In his book Satan and Marx he said this about Karl Marx’s religious commitments: “Lunatcharski, a leading philosopher who was once minister of education of the U.S.S.R., wrote in Socialism and Religion that Marx set aside all contact with God and instead put Satan in front of marching proletarian columns. It is essential at this point to state emphatically that Marx and his comrades, while anti-God, were not atheists, as present-day Marxists claim to be. That is, while they openly denounced and reviled God, they hated a God in whom they believed. They did not question His existence, but rather challenged His supremacy. When the revolution broke out in Paris in 1871, the Communard Flourens declared, ‘Our enemy is God. Hatred of God is the beginning of wisdom.’”

 

In a work called The Last Judgment Marx mocks God and in another poem called The Player Marx speaks in the first person and says: “The hellish vapors rise and fill the brain.

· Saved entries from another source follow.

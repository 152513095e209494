//! Event-delivery grabs
//!
//! A grab captures event delivery onto a chosen target while it is
//! active, typically installed when a gesture moved to RECOGNIZING or
//! while a popup is open. The [`Grab`] trait has one method per event
//! family with no-op defaults; [`ActorGrab`] redirects delivery onto an
//! actor sub-tree and rewrites crossing events against it.
//!
//! Grabs stack: installing a new grab asks the currently active one to
//! [`cancel`](Grab::cancel). A grab answering `true` is released for
//! good, one answering `false` stays suspended underneath and becomes
//! active again once the superseding grab is removed.

use tracing::debug;

use crate::event::{DeviceId, InputEvent, Sequence};
use crate::stage::{ActorTarget, CrossingEvent, CrossingMode, StageHandler};

crate::utils::ids::id_gen!(next_grab_id, GRAB_ID);

/// Identity of an installed grab
#[derive(Debug, Clone, Copy, PartialEq, Eq, Hash)]
pub struct GrabId(usize);

/// A delivery override routing events while it is active
///
/// All event methods default to dropping the event; an implementation
/// forwards what it cares about.
#[allow(unused_variables)]
pub trait Grab<D: StageHandler>: Send {
    /// A crossing between two actors was observed for the device
    #[allow(clippy::too_many_arguments)]
    fn crossing(
        &mut self,
        data: &mut D,
        device: DeviceId,
        sequence: Option<Sequence>,
        old: Option<&D::Actor>,
        new: Option<&D::Actor>,
        mode: CrossingMode,
    ) {
    }

    /// A key event was received
    fn key(&mut self, data: &mut D, event: &InputEvent) {}

    /// A motion event was received
    fn motion(&mut self, data: &mut D, event: &InputEvent) {}

    /// A button event was received
    fn button(&mut self, data: &mut D, event: &InputEvent) {}

    /// A scroll event was received
    fn scroll(&mut self, data: &mut D, event: &InputEvent) {}

    /// A touchpad swipe/pinch/hold gesture event was received
    fn touchpad_gesture(&mut self, data: &mut D, event: &InputEvent) {}

    /// A touch event was received
    fn touch(&mut self, data: &mut D, event: &InputEvent) {}

    /// A tablet pad event was received
    fn pad(&mut self, data: &mut D, event: &InputEvent) {}

    /// A newer grab superseded this one
    ///
    /// Return `true` to release the grab permanently, `false` to be put
    /// in place again after the superseding grab ended.
    fn cancel(&mut self, data: &mut D) -> bool {
        true
    }
}

/// A grab binding event delivery to the sub-tree below an actor
///
/// Crossing events are forwarded only while at least one side of the
/// crossing lies within the sub-tree; all other event families are
/// delivered to the grab actor unconditionally.
pub struct ActorGrab<D: StageHandler> {
    grab_actor: D::Actor,
}

impl<D: StageHandler> std::fmt::Debug for ActorGrab<D> {
    fn fmt(&self, f: &mut std::fmt::Formatter<'_>) -> std::fmt::Result {
        f.debug_struct("ActorGrab")
            .field("grab_actor", &self.grab_actor)
            .finish()
    }
}

impl<D: StageHandler> ActorGrab<D> {
    /// Create a grab targeting the sub-tree rooted at `grab_actor`
    pub fn new(grab_actor: D::Actor) -> ActorGrab<D> {
        ActorGrab { grab_actor }
    }

    /// The actor the grab routes event delivery to
    pub fn grab_actor(&self) -> &D::Actor {
        &self.grab_actor
    }
}

impl<D: StageHandler> Grab<D> for ActorGrab<D> {
    fn crossing(
        &mut self,
        data: &mut D,
        device: DeviceId,
        sequence: Option<Sequence>,
        old: Option<&D::Actor>,
        new: Option<&D::Actor>,
        mode: CrossingMode,
    ) {
        let mut topmost = None;
        let mut bottommost = None;

        // For grab-induced crossings the grab actor itself is the
        // bottommost reference, so the recipient can tell the crossing
        // apart from real pointer movement.
        if mode == CrossingMode::Grab {
            if let Some(old) = old {
                if self.grab_actor.contains(old) {
                    bottommost = Some(self.grab_actor.clone());
                }
            }
        }
        if mode == CrossingMode::Ungrab {
            if let Some(new) = new {
                if self.grab_actor.contains(new) {
                    bottommost = Some(self.grab_actor.clone());
                }
            }
        }

        let mut old = old.cloned();
        let mut new = new.cloned();

        if let (Some(old_actor), Some(new_actor)) = (old.as_ref(), new.as_ref()) {
            topmost = Some(self.grab_actor.clone());

            let contains_old = self.grab_actor.contains(old_actor);
            let contains_new = self.grab_actor.contains(new_actor);

            if !contains_old && !contains_new {
                return;
            }
            if contains_old && !contains_new {
                new = None;
            }
            if !contains_old && contains_new {
                old = None;
            }
        }

        data.emit_crossing(&CrossingEvent {
            device,
            sequence,
            old,
            new,
            topmost,
            bottommost,
            mode,
        });
    }

    fn key(&mut self, data: &mut D, event: &InputEvent) {
        data.emit_event(&self.grab_actor, event);
    }

    fn motion(&mut self, data: &mut D, event: &InputEvent) {
        data.emit_event(&self.grab_actor, event);
    }

    fn button(&mut self, data: &mut D, event: &InputEvent) {
        data.emit_event(&self.grab_actor, event);
    }

    fn scroll(&mut self, data: &mut D, event: &InputEvent) {
        data.emit_event(&self.grab_actor, event);
    }

    fn touchpad_gesture(&mut self, data: &mut D, event: &InputEvent) {
        data.emit_event(&self.grab_actor, event);
    }

    fn touch(&mut self, data: &mut D, event: &InputEvent) {
        data.emit_event(&self.grab_actor, event);
    }

    fn pad(&mut self, data: &mut D, event: &InputEvent) {
        data.emit_event(&self.grab_actor, event);
    }

    // The default cancel applies: were an actor grab reinstated, it
    // might regain control after the button was already released.
}

struct GrabEntry<D: StageHandler> {
    id: GrabId,
    grab: Box<dyn Grab<D>>,
}

/// The stack of installed grabs
///
/// The topmost grab is the active one; everything below is suspended
/// waiting to be reinstated.
pub struct GrabStack<D: StageHandler> {
    stack: Vec<GrabEntry<D>>,
}

impl<D: StageHandler> std::fmt::Debug for GrabStack<D> {
    fn fmt(&self, f: &mut std::fmt::Formatter<'_>) -> std::fmt::Result {
        f.debug_struct("GrabStack")
            .field("depth", &self.stack.len())
            .field("current", &self.stack.last().map(|e| e.id))
            .finish()
    }
}

impl<D: StageHandler> Default for GrabStack<D> {
    fn default() -> Self {
        Self::new()
    }
}
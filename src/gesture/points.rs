//! Per-gesture input point registry
//!
//! Every gesture keeps a private list of the live input sequences it is
//! following, in arrival order, together with a public projection that is
//! handed to the recognizer. A public point exists only once its sequence
//! has fully begun; while the gesture sits in a terminal state the public
//! list is empty and remaining sequences are merely tracked until they end.

use crate::event::{DeviceId, EventKind, InputEvent, Sequence};
use crate::utils::Point;

/// Private per-sequence bookkeeping
#[derive(Debug)]
pub(crate) struct PointData {
    pub(crate) device: DeviceId,
    pub(crate) source_device: DeviceId,
    pub(crate) sequence: Option<Sequence>,
    /// Owned copy of the last event seen for this sequence, released
    /// together with the point
    pub(crate) latest_event: Option<InputEvent>,
    /// Only the first button press and the last release of a pointer
    /// point count; everything in between is absorbed
    pub(crate) n_buttons_pressed: u32,
}

impl PointData {
    pub(crate) fn new(event: &InputEvent) -> PointData {
        PointData {
            device: event.device,
            source_device: event.source_device,
            sequence: event.sequence,
            latest_event: None,
            n_buttons_pressed: 0,
        }
    }

    pub(crate) fn matches(&self, device: DeviceId, sequence: Option<Sequence>) -> bool {
        self.device == device && self.sequence == sequence
    }
}

/// A live input point as seen by a gesture recognizer
///
/// The coordinate fields keep the begin, latest motion and end positions
/// of the sequence around separately, so recognizers can measure both
/// travel since the press and per-event deltas (`latest` - `last`).
#[derive(Debug, Clone)]
pub struct GesturePoint {
    /// Stable index of the point within the current recognition episode
    pub index: u32,
    /// Position of the event that began the sequence
    pub begin: Point,
    /// Position of the most recent motion event
    pub motion: Point,
    /// Position of the event that ended the sequence
    pub end: Point,
    /// Position of the event before the latest one
    pub last: Point,
    /// Position of the latest event
    pub latest: Point,
    /// Timestamp of the latest event, with millisecond granularity
    pub event_time: u32,
    /// Copy of the latest event
    pub latest_event: InputEvent,
}

impl GesturePoint {
    pub(crate) fn new(index: u32, event: &InputEvent) -> GesturePoint {
        let mut point = GesturePoint {
            index,
            begin: Point::ZERO,
            motion: Point::ZERO,
            end: Point::ZERO,
            last: Point::ZERO,
            latest: Point::ZERO,
            event_time: 0,
            latest_event: event.clone(),
        };
        point.update(event);
        point
    }

    /// Fold a new event for the sequence into the point
    pub(crate) fn update(&mut self, event: &InputEvent) {
        self.latest_event = event.clone();
        self.event_time = event.time;

        match event.kind {
            EventKind::ButtonPress | EventKind::TouchBegin => self.begin = event.position,
            EventKind::Motion | EventKind::TouchUpdate => self.motion = event.position,
            _ => self.end = event.position,
        }

        self.last = self.latest;
        self.latest = event.position;
    }
}
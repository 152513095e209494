//! Shared harness for the in-crate tests
//!
//! `TestStage` is a minimal compositor state: a manual timer queue, plus
//! recorders for sequence claims, crossing emissions and grab fan-out.
//! `TestActor` is an `Arc`-node tree with identity equality.

use std::fmt;
use std::sync::{Arc, Mutex};
use std::time::Duration;

use crate::event::{DeviceId, DeviceType, EventKind, InputEvent, Sequence};
use crate::gesture::{
    GestureInnerHandle, GesturePoint, GestureRecognizer, GestureState, GesturesState,
};
use crate::settings::Settings;
use crate::stage::{ActorTarget, CrossingEvent, StageHandler};
use crate::timer::{TimerCallback, TimerToken};

pub(crate) struct TestActor(Arc<ActorNode>);

struct ActorNode {
    name: &'static str,
    parent: Option<TestActor>,
}

impl TestActor {
    pub(crate) fn root(name: &'static str) -> TestActor {
        TestActor(Arc::new(ActorNode { name, parent: None }))
    }

    pub(crate) fn child_of(name: &'static str, parent: &TestActor) -> TestActor {
        TestActor(Arc::new(ActorNode {
            name,
            parent: Some(parent.clone()),
        }))
    }
}

impl Clone for TestActor {
    fn clone(&self) -> Self {
        TestActor(self.0.clone())
    }
}

impl PartialEq for TestActor {
    fn eq(&self, other: &Self) -> bool {
        Arc::ptr_eq(&self.0, &other.0)
    }
}

impl fmt::Debug for TestActor {
    fn fmt(&self, f: &mut fmt::Formatter<'_>) -> fmt::Result {
        write!(f, "TestActor({})", self.0.name)
    }
}

impl ActorTarget for TestActor {
    fn parent(&self) -> Option<TestActor> {
        self.0.parent.clone()
    }
}

pub(crate) struct ScheduledTimer {
    pub(crate) token: TimerToken,
    pub(crate) delay: Duration,
    pub(crate) callback: Option<TimerCallback<TestStage>>,
}

pub(crate) struct TestStage {
    pub(crate) gestures: GesturesState<TestStage>,
    pub(crate) settings: Settings,
    pub(crate) timers: Vec<ScheduledTimer>,
    pub(crate) claimed: Vec<(DeviceId, Option<Sequence>)>,
    pub(crate) crossings: Vec<CrossingEvent<TestActor>>,
    pub(crate) emitted: Vec<(TestActor, EventKind)>,
}

impl TestStage {
    pub(crate) fn new() -> TestStage {
        TestStage {
            gestures: GesturesState::new(),
            settings: Settings::default(),
            timers: Vec::new(),
            claimed: Vec::new(),
            crossings: Vec::new(),
            emitted: Vec::new(),
        }
    }

    /// Run the callback of the oldest pending timer
    pub(crate) fn fire_next_timer(&mut self) -> bool {
        let idx = match self.timers.iter().position(|t| t.callback.is_some()) {
            Some(idx) => idx,
            None => return false,
        };
        let mut timer = self.timers.remove(idx);
        let callback = timer.callback.take().unwrap();
        callback(self);
        true
    }

    pub(crate) fn pending_timers(&self) -> usize {
        self.timers.iter().filter(|t| t.callback.is_some()).count()
    }

    pub(crate) fn dispatch(&mut self, actors: &[TestActor], event: &InputEvent) {
        let gestures = self.gestures.clone();
        gestures.handle_event(self, actors, event);
    }

    pub(crate) fn dispatch_crossing(
        &mut self,
        event: &InputEvent,
        source: &TestActor,
        related: Option<&TestActor>,
    ) {
        let gestures = self.gestures.clone();
        gestures.handle_crossing(self, event, source, related);
    }
}

impl StageHandler for TestStage {
    type Actor = TestActor;

    fn settings(&self) -> Settings {
        self.settings
    }

    fn schedule_once(&mut self, delay: Duration, callback: TimerCallback<Self>) -> TimerToken {
        let token = TimerToken::new();
        self.timers.push(ScheduledTimer {
            token,
            delay,
            callback: Some(callback),
        });
        token
    }

    fn cancel_timer(&mut self, timer: TimerToken) {
        self.timers.retain(|t| t.token != timer);
    }

    fn sequence_claimed(&mut self, device: DeviceId, sequence: Option<Sequence>) {
        self.claimed.push((device, sequence));
    }

    fn emit_crossing(&mut self, event: &CrossingEvent<TestActor>) {
        self.crossings.push(event.clone());
    }

    fn emit_event(&mut self, actor: &TestActor, event: &InputEvent) {
        self.emitted.push((actor.clone(), event.kind));
    }
}

// -----------------------------------------------------------------
// Event constructors
// -----------------------------------------------------------------

pub(crate) fn pointer() -> DeviceId {
    DeviceId::new(DeviceType::Pointer)
}

pub(crate) fn touchscreen() -> DeviceId {
    DeviceId::new(DeviceType::Touchscreen)
}

pub(crate) fn press(device: DeviceId, x: f64, y: f64, time: u32) -> InputEvent {
    InputEvent::new(EventKind::ButtonPress, device, (x, y), time).with_button(1)
}

pub(crate) fn motion(device: DeviceId, x: f64, y: f64, time: u32) -> InputEvent {
    InputEvent::new(EventKind::Motion, device, (x, y), time)
}

pub(crate) fn release(device: DeviceId, x: f64, y: f64, time: u32) -> InputEvent {
    InputEvent::new(EventKind::ButtonRelease, device, (x, y), time).with_button(1)
}

pub(crate) fn touch_begin(device: DeviceId, slot: u64, x: f64, y: f64, time: u32) -> InputEvent {
    InputEvent::new(EventKind::TouchBegin, device, (x, y), time).with_sequence(Sequence(slot))
}

pub(crate) fn touch_update(device: DeviceId, slot: u64, x: f64, y: f64, time: u32) -> InputEvent {
    InputEvent::new(EventKind::TouchUpdate, device, (x, y), time).with_sequence(Sequence(slot))
}

pub(crate) fn touch_end(device: DeviceId, slot: u64, x: f64, y: f64, time: u32) -> InputEvent {
    InputEvent::new(EventKind::TouchEnd, device, (x, y), time).with_sequence(Sequence(slot))
}

pub(crate) fn touch_cancel(device: DeviceId, slot: u64, x: f64, y: f64, time: u32) -> InputEvent {
    InputEvent::new(EventKind::TouchCancel, device, (x, y), time).with_sequence(Sequence(slot))
}

// -----------------------------------------------------------------
// Recording recognizer
// -----------------------------------------------------------------

#[derive(Debug, Clone, PartialEq)]
pub(crate) enum Seen {
    Began(usize),
    Moved(usize),
    Ended(usize),
    Cancelled(usize),
    Crossing(EventKind),
    State(GestureState, GestureState),
}

/// A recognizer that records everything it sees and answers the
/// relationship hooks from a fixed configuration
#[derive(Default)]
pub(crate) struct TestRecognizer {
    pub(crate) seen: Arc<Mutex<Vec<Seen>>>,
    pub(crate) influence: Option<bool>,
    pub(crate) influenced_by: Option<bool>,
    pub(crate) start_while: Option<bool>,
    pub(crate) others_may_start: Option<bool>,
}

impl TestRecognizer {
    pub(crate) fn new() -> (TestRecognizer, Arc<Mutex<Vec<Seen>>>) {
        let recognizer = TestRecognizer::default();
        let seen = recognizer.seen.clone();
        (recognizer, seen)
    }
}

impl GestureRecognizer<TestStage> for TestRecognizer {
    fn points_began(
        &mut self,
        _data: &mut TestStage,
        _gesture: &mut GestureInnerHandle<'_, TestStage>,
        points: &[GesturePoint],
    ) {
        self.seen.lock().unwrap().push(Seen::Began(points.len()));
    }

    fn points_moved(
        &mut self,
        _data: &mut TestStage,
        _gesture: &mut GestureInnerHandle<'_, TestStage>,
        points: &[GesturePoint],
    ) {
        self.seen.lock().unwrap().push(Seen::Moved(points.len()));
    }

    fn points_ended(
        &mut self,
        _data: &mut TestStage,
        _gesture: &mut GestureInnerHandle<'_, TestStage>,
        points: &[GesturePoint],
    ) {
        self.seen.lock().unwrap().push(Seen::Ended(points.len()));
    }

    fn points_cancelled(
        &mut self,
        _data: &mut TestStage,
        _gesture: &mut GestureInnerHandle<'_, TestStage>,
        points: &[GesturePoint],
    ) {
        self.seen.lock().unwrap().push(Seen::Cancelled(points.len()));
    }

    fn crossing_event(
        &mut self,
        _data: &mut TestStage,
        _gesture: &mut GestureInnerHandle<'_, TestStage>,
        _point: &GesturePoint,
        kind: EventKind,
        _time: u32,
        _flags: crate::event::EventFlags,
        _source: &TestActor,
        _related: Option<&TestActor>,
    ) {
        self.seen.lock().unwrap().push(Seen::Crossing(kind));
    }

    fn state_changed(
        &mut self,
        _data: &mut TestStage,
        _gesture: &mut GestureInnerHandle<'_, TestStage>,
        old_state: GestureState,
        new_state: GestureState,
    ) {
        self.seen.lock().unwrap().push(Seen::State(old_state, new_state));
    }

    fn should_influence(
        &mut self,
        _data: &mut TestStage,
        _gesture: &mut GestureInnerHandle<'_, TestStage>,
        _other: crate::gesture::GestureId,
        cancel_other_on_recognizing: &mut bool,
    ) {
        if let Some(cancel) = self.influence {
            *cancel_other_on_recognizing = cancel;
        }
    }

    fn should_be_influenced_by(
        &mut self,
        _data: &mut TestStage,
        _gesture: &mut GestureInnerHandle<'_, TestStage>,
        _other: crate::gesture::GestureId,
        cancelled_on_other_recognizing: &mut bool,
    ) {
        if let Some(cancelled) = self.influenced_by {
            *cancelled_on_other_recognizing = cancelled;
        }
    }

    fn should_start_while(
        &mut self,
        _data: &mut TestStage,
        _gesture: &mut GestureInnerHandle<'_, TestStage>,
        _other: crate::gesture::GestureId,
        should_start: &mut bool,
    ) {
        if let Some(start) = self.start_while {
            *should_start = start;
        }
    }

    fn other_gesture_may_start(
        &mut self,
        _data: &mut TestStage,
        _gesture: &mut GestureInnerHandle<'_, TestStage>,
        _other: crate::gesture::GestureId,
        should_start: &mut bool,
    ) {
        if let Some(start) = self.others_may_start {
            *should_start = start;
        }
    }
}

Till I go mad and my heart is utterly changed. See this sword. The prince of darkness sold it to me. For me he beats the time and gives the signs. Ever more boldly I play the dance of death.”

 

It would seem that Marx’s goal is destruction and we know from various New Testament verses that this is the agenda of the prince of demons who is known as Apollyon or Abaddon which is translated the “Destroyer.”

 

The weakening of the Christian West did not come about through one man. If there had not been the ideas of John Locke, Jean-Jacques Rousseau, and  Immanuel Kant eroding the Christian roots there would probably not have been a Karl Marx. Again we see how idea upon idea or brick upon brick a fortress is built over a period of time – that needs to be torn down.

 

Karl Marx’s personal life was a disaster. Swanson, in his book Apostate says that out of the seven children by his wife Jenny and a child born from his maid, five died prematurely and two who out lived him committed suicide. His favorite daughter Eleanor married Edward Aveling, a Satanist known for his lectures on the “Wickedness of God.”

 

Marx’s life was filled with violent explosive arguments with his family that separated him from his mother as well as from his wife on occasions.

 

He blamed the Jews for the problems in the world and in an article in the New York Tribune he suggested the complete annihilation of the Jews. He felt that they were a cancer in society because through their organizations they had become so strong that they needed to be cut out of society. He also referred to the Slavic people as “ethnic trash” and prophesied that their very name will vanish.

 

In the weeklies ahead we will spend more time with Marx’s philosophy and influence, but what is amazing to me is how academia embraces him with such enthusiasm and wonder as one of the great philosophers and thinkers in the modern world.

 

Yes, he has been embraced by almost every country in the world.  Looking back over the 20th century what can we say about the results: good or bad? If we are honest we need to choose the latter.